__WORK ORDER__
From the records below, state how many lines include the word "version", giving only that number.

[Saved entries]
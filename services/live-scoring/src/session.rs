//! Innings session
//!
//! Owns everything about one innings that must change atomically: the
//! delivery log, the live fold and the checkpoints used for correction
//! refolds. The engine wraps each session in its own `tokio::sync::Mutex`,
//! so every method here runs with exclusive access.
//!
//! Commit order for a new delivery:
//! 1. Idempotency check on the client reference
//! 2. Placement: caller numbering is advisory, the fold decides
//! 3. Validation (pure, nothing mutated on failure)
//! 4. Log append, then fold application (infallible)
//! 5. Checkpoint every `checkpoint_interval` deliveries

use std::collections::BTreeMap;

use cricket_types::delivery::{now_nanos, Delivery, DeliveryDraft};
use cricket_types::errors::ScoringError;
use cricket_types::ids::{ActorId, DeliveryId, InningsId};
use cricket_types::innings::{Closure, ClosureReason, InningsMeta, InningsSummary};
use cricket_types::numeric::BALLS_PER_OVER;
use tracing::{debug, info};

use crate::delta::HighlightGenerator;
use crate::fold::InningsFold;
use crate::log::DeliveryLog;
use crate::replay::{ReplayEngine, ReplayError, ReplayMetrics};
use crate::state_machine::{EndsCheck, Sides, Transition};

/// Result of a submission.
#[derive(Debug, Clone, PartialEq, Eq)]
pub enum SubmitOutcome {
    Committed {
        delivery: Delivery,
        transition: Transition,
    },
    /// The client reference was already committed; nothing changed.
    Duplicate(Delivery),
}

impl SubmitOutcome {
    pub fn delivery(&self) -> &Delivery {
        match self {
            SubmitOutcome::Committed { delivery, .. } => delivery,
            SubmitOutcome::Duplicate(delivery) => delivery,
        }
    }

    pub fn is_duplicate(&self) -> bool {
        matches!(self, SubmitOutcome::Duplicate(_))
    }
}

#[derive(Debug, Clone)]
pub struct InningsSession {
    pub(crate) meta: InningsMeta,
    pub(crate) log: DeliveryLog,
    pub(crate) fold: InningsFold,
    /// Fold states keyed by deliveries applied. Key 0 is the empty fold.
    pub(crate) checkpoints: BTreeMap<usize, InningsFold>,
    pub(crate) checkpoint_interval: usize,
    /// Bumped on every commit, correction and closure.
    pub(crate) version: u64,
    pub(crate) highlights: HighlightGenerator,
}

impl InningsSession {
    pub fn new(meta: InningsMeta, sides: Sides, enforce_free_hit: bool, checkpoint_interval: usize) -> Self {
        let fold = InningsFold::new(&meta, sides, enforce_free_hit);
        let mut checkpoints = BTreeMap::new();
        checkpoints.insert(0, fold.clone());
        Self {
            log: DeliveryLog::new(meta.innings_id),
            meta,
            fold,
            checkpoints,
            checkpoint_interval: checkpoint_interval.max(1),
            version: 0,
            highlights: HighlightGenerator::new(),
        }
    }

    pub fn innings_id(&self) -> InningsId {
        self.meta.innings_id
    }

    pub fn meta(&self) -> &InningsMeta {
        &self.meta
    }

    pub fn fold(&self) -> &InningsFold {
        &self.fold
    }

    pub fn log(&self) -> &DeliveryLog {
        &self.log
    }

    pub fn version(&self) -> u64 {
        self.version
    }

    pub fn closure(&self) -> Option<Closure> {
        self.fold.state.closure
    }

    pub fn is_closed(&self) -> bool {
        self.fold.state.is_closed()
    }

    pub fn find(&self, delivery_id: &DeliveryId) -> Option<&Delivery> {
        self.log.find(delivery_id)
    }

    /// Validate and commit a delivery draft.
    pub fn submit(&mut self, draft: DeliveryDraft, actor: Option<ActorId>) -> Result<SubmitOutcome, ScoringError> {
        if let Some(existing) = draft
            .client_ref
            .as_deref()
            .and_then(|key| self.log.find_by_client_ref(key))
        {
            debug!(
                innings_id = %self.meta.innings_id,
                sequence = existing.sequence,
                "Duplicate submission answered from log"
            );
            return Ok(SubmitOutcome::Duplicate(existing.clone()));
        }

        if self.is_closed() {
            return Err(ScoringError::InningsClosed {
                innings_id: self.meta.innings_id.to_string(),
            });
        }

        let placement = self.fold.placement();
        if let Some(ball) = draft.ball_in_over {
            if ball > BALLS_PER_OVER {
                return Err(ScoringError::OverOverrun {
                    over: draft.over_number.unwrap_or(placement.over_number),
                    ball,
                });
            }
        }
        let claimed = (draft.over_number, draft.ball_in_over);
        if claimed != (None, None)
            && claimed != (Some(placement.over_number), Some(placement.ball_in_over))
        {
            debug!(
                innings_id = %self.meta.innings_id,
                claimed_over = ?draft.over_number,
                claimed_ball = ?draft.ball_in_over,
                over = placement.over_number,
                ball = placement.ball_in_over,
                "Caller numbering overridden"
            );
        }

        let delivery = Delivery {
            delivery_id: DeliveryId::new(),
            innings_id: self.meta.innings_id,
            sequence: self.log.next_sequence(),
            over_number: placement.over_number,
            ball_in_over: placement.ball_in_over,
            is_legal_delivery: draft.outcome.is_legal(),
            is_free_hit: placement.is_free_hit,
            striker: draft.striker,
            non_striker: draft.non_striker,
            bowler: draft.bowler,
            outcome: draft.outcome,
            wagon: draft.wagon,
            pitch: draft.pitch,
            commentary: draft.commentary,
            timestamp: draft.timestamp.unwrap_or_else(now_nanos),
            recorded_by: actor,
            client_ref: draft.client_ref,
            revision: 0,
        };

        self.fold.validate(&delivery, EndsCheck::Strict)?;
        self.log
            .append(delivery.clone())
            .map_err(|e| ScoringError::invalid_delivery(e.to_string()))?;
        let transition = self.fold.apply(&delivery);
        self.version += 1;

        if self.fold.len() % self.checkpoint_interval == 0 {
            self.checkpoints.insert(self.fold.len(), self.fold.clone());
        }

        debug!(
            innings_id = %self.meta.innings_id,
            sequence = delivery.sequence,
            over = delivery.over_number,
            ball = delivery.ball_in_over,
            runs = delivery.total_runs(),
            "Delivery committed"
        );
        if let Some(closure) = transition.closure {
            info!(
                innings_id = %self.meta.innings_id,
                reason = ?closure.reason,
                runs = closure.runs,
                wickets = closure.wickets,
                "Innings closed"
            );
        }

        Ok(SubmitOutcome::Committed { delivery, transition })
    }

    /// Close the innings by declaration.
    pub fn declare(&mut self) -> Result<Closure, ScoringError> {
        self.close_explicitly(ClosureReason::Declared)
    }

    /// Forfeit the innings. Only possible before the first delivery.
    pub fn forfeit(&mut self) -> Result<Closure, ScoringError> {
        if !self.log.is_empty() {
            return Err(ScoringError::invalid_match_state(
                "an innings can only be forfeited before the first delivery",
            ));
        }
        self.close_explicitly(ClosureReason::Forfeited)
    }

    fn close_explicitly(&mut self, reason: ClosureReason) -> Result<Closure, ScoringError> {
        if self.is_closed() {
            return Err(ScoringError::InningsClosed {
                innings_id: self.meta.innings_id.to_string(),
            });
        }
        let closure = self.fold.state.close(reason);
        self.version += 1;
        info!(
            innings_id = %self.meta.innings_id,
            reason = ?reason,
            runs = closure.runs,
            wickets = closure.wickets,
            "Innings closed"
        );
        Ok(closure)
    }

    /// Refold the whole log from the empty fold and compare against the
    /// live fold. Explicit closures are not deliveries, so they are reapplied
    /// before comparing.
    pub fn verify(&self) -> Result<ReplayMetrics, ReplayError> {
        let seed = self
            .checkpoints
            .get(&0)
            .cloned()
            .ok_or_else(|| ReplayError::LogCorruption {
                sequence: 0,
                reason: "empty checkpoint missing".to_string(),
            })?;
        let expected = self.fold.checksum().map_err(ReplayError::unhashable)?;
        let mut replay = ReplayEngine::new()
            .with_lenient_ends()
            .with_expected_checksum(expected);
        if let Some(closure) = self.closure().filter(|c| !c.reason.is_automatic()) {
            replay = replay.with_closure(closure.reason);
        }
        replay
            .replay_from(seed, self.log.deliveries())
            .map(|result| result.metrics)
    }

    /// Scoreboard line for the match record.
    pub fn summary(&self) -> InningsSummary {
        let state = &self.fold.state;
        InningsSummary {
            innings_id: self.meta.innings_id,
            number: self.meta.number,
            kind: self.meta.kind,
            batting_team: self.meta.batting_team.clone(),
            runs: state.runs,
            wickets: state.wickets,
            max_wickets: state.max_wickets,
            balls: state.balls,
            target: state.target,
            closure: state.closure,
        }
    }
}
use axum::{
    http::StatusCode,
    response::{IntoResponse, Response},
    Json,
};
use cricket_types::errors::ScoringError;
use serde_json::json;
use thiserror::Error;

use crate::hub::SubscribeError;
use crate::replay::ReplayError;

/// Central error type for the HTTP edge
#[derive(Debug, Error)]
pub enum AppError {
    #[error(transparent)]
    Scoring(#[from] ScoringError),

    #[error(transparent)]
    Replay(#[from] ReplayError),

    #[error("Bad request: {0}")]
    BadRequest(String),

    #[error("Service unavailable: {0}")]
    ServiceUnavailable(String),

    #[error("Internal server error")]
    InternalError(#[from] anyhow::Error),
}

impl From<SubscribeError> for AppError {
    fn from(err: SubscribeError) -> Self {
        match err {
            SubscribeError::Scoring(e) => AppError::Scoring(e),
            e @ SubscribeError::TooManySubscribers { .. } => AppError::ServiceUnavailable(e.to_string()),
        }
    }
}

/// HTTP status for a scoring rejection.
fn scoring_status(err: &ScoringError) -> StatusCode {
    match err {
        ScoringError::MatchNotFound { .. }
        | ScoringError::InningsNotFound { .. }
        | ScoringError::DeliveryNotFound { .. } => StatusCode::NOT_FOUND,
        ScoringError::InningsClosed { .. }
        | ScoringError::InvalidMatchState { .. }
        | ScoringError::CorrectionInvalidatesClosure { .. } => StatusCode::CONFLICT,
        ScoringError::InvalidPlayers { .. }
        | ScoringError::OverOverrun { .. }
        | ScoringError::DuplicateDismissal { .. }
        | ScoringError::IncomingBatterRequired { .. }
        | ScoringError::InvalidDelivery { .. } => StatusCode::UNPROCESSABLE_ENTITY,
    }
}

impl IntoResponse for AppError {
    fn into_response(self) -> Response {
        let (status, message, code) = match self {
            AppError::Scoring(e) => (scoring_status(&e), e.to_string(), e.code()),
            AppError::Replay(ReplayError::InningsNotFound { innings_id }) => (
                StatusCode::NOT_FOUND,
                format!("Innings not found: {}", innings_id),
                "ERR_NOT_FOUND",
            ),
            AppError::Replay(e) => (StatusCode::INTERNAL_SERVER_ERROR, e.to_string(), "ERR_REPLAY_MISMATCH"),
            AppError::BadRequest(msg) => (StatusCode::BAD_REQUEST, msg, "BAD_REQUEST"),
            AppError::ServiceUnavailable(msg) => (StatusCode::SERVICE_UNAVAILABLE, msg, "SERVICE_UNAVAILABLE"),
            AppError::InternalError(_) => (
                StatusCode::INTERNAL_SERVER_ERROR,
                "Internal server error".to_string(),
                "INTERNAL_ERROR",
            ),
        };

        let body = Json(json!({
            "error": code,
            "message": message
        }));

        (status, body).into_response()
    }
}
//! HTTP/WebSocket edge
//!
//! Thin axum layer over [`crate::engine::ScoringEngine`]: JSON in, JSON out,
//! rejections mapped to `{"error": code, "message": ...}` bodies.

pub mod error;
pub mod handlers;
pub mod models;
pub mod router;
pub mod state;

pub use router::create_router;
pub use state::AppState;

__ANSWER AREA__
6